The team used the same forensic tool for the piping distribution and individual fan-coil unit troubleshooting, a differential static pressure profile.

The team prepared a system piping diagram based on the mechanical drawing piping detail. The pressure readings were noted on the diagram to see the big picture on one page. The testing started by measuring the differential pressure between the return and supply pipe mains using the pipe pressure-temperature access ports. Due to installation, pressure ports needed to be installed on certain riser drain locations as a temporary measure to record the differential pressure across the riser return and supply pipes. Looking at the big picture, it added up.

The pressure drops across the fan-coil unit cooling control valve and cooling coil both showed well above design waterflow on certain units and low waterflow on other units. Why was the pressure drop across the FLV exceptionally low on these units showing above design waterflow across the cooling coil? What could cause a FLV to have above design waterflow but below design pressure drop? The challenge is how to go from “could be?” to “this is it.”

An inspection of the FLVs revealed that the manufacturer placed the flow direction sticker in the wrong direction on a batch of FLVs, resulting in the FLV being installed backward. Once the FLV reversed to the correct direction, the pressure drop reached the required 2.0 ΔP.
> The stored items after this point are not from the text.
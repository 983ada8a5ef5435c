//! System-fact collectors.
//!
//! Each collector reads exactly one category of OS-level fact and returns
//! either a structured record or an error. Collectors never decide how a
//! failure is presented; that is up to the composer in [`crate::api`].
pub mod cpu;
pub mod directory;
pub mod environment;
pub mod identity;
pub mod kernel;
pub mod memory;
pub mod mounts;
pub mod network;
pub mod os_release;
pub mod processes;

pub use cpu::CpuInfo;
pub use directory::{DirectoryListing, FileEntry};
pub use environment::EnvironmentEntry;
pub use identity::UserInfo;
pub use mounts::MountEntry;
pub use network::{DnsConfig, InterfaceEntry};
pub use processes::ProcessEntry;

/// Iterates over the lines of `text` that are not blank after trimming.
pub(crate) fn non_blank_lines(text: &str) -> impl Iterator<Item = &str> {
    text.lines().filter(|line| !line.trim().is_empty())
}
use clap::Parser;

/// Entry point for the Debug Backend diagnostic service.
///
/// Parses the command line, initializes logging and serves the diagnostic
/// API on the configured Unix domain socket. Log verbosity defaults to `info`
/// and can be changed with `RUST_LOG`.
///
/// Exits with status 1 if the socket cannot be set up or the server fails.
///
/// # Examples
///
/// ```bash
/// RUST_LOG=debug cargo run -- --socket /tmp/debug-backend.sock
/// curl --unix-socket /tmp/debug-backend.sock http://localhost/system
/// ```
#[tokio::main]
async fn main() {
    env_logger::Builder::from_env(env_logger::Env::default().default_filter_or("info")).init();
    let config = debug_backend::config::Config::parse();

    if let Err(err) = debug_backend::run(config).await {
        log::error!("{err}");
        std::process::exit(1);
    }
}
But the head scratcher continued. Although certain FLVs were installed in the correct direction, the pressure drops on other FLVs indicated low pressure drop with above normal pressure drop across the cooling coil. The team put the FLV under the Cx microscope by disassembling it (see Figure 1).
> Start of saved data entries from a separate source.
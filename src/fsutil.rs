use std::io;
use std::path::{Path, PathBuf};

/// Error that occurs when reading a fact file fails.
#[derive(Debug, thiserror::Error)]
#[error("failed to read file `{path}`: {source}")]
pub struct FileReadError {
    pub path: PathBuf,
    #[source]
    pub source: io::Error,
}

/// Reads the whole file at the given path into a [`String`].
///
/// Invalid UTF-8 sequences are replaced rather than rejected, since most fact
/// files are plain ASCII and a stray byte should not hide the rest of the file.
///
/// # Errors
///
/// Returns a [`FileReadError`] if the file cannot be opened or read.
///
/// # Example
/// ```no_run
/// # use debug_backend::fsutil;
/// let contents = fsutil::read_to_string("/proc/meminfo")?;
/// # Ok::<(), fsutil::FileReadError>(())
/// ```
pub fn read_to_string(path: impl AsRef<Path>) -> Result<String, FileReadError> {
    let path = path.as_ref();
    let bytes = std::fs::read(path).map_err(|source| FileReadError {
        path: path.to_path_buf(),
        source,
    })?;
    Ok(String::from_utf8_lossy(&bytes).into_owned())
}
The rubber diaphragm is position sensitive and when installed backward or missing forces, the valve will open with flow or allow for full flow through the valve; hence the low pressure drops even with lots of water moving through the FLV. The rubber diaphragm was removed before soldering but installed backward or, in some cases, never reinstalled. The install team corrected the issue by following the FLV installation, operations and maintenance (IOM) manual install procedures to wrap the valve body with a wet rag.

Three things to know about chilled water projects

When identifying issues in a chilled water system, there are multiple places where the problem could have occurred. Three places to make sure issues don’t arise include:

• Quality assurance is a fundamental part of the construction process and includes following the procedures outlined in the equipment and IOM manuals. The manufacturer detailed a solution to the valve soldering issue in the IOM manual. On the other hand, the misplaced FLV direction sticker was a quality control issue beyond the project.
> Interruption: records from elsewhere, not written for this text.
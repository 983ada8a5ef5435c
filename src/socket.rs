//! Unix domain socket setup.

use std::os::unix::fs::PermissionsExt;
use std::path::{Path, PathBuf};

use tokio::net::UnixListener;

/// Errors that prevent the service socket from being created.
#[derive(Debug, thiserror::Error)]
pub enum Error {
    #[error("failed to create socket directory `{path}`: {source}")]
    CreateDir {
        path: PathBuf,
        #[source]
        source: std::io::Error,
    },
    #[error("failed to remove stale socket `{path}`: {source}")]
    RemoveStale {
        path: PathBuf,
        #[source]
        source: std::io::Error,
    },
    #[error("failed to bind socket `{path}`: {source}")]
    Bind {
        path: PathBuf,
        #[source]
        source: std::io::Error,
    },
}

pub type Result<T> = std::result::Result<T, Error>;

/// Permissions applied to the bound socket so any local peer may connect.
const SOCKET_MODE: u32 = 0o666;

/// Binds a listener at `path`.
///
/// Creates the parent directory if missing and removes a stale socket file
/// left by a previous run. Failing to relax the socket permissions is only
/// logged.
///
/// Must be called from within a tokio runtime.
///
/// # Errors
///
/// - [`Error::CreateDir`] if the parent directory cannot be created.
/// - [`Error::RemoveStale`] if an existing file at `path` cannot be removed.
/// - [`Error::Bind`] if binding fails.
pub fn bind(path: impl AsRef<Path>) -> Result<UnixListener> {
    let path = path.as_ref();
    if let Some(dir) = path.parent().filter(|dir| !dir.as_os_str().is_empty()) {
        std::fs::create_dir_all(dir).map_err(|source| Error::CreateDir {
            path: dir.to_path_buf(),
            source,
        })?;
    }

    remove_stale(path)?;

    let listener = UnixListener::bind(path).map_err(|source| Error::Bind {
        path: path.to_path_buf(),
        source,
    })?;

    if let Err(err) =
        std::fs::set_permissions(path, std::fs::Permissions::from_mode(SOCKET_MODE))
    {
        log::warn!("Failed to chmod socket `{}`: {}", path.display(), err);
    }

    Ok(listener)
}

/// Removes whatever occupies `path`, including a directory tree, ignoring a
/// missing path.
pub fn remove_stale(path: &Path) -> Result<()> {
    let removed = match std::fs::symlink_metadata(path) {
        Ok(metadata) if metadata.is_dir() => std::fs::remove_dir_all(path),
        Ok(_) => std::fs::remove_file(path),
        Err(err) => Err(err),
    };
    match removed {
        Ok(()) => {
            log::debug!("Removed stale socket `{}`", path.display());
            Ok(())
        }
        Err(err) if err.kind() == std::io::ErrorKind::NotFound => Ok(()),
        Err(source) => Err(Error::RemoveStale {
            path: path.to_path_buf(),
            source,
        }),
    }
}
use nix::unistd::{getgid, getuid};

use crate::error::ResultOkLogExt;
use crate::source::FactSource;

/// Identity of the service process.
///
/// `username` and `id_output` come from `whoami` and `id` and are omitted
/// when those commands are unavailable.
#[derive(Debug, Clone, PartialEq, Eq, serde::Serialize)]
pub struct UserInfo {
    pub uid: u32,
    pub gid: u32,
    pub pid: u32,
    #[serde(skip_serializing_if = "Option::is_none")]
    pub username: Option<String>,
    #[serde(skip_serializing_if = "Option::is_none")]
    pub id_output: Option<String>,
}

pub fn collect(source: &dyn FactSource) -> UserInfo {
    UserInfo {
        uid: getuid().as_raw(),
        gid: getgid().as_raw(),
        pid: std::process::id(),
        username: source
            .run_command("whoami", &[])
            .map(|out| out.trim().to_owned())
            .ok_log("username"),
        id_output: source
            .run_command("id", &[])
            .map(|out| out.trim().to_owned())
            .ok_log("id output"),
    }
}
• TAB is indispensable during the construction project. In addition to helping with energy conservation and temperature control, TAB is a troubleshooting and mechanical system health tool. As a result, the Cx team TAB report review occurs before the functional testing phase.

• Troubleshooting should not involve looking for a needle in a haystack. The Cx team, which included the mechanical and TAB contractors, dissected the system to narrow down the issue using actual system measurements. Viewing the system pressures at each major connection in the system and across each fan-coil component allowed the team to focus efforts on the real cause in less time.

Once it all added up, the CHW system was balanced, energy payback rebates were set in motion and the cooling system delivered stable temperature control to the spaces.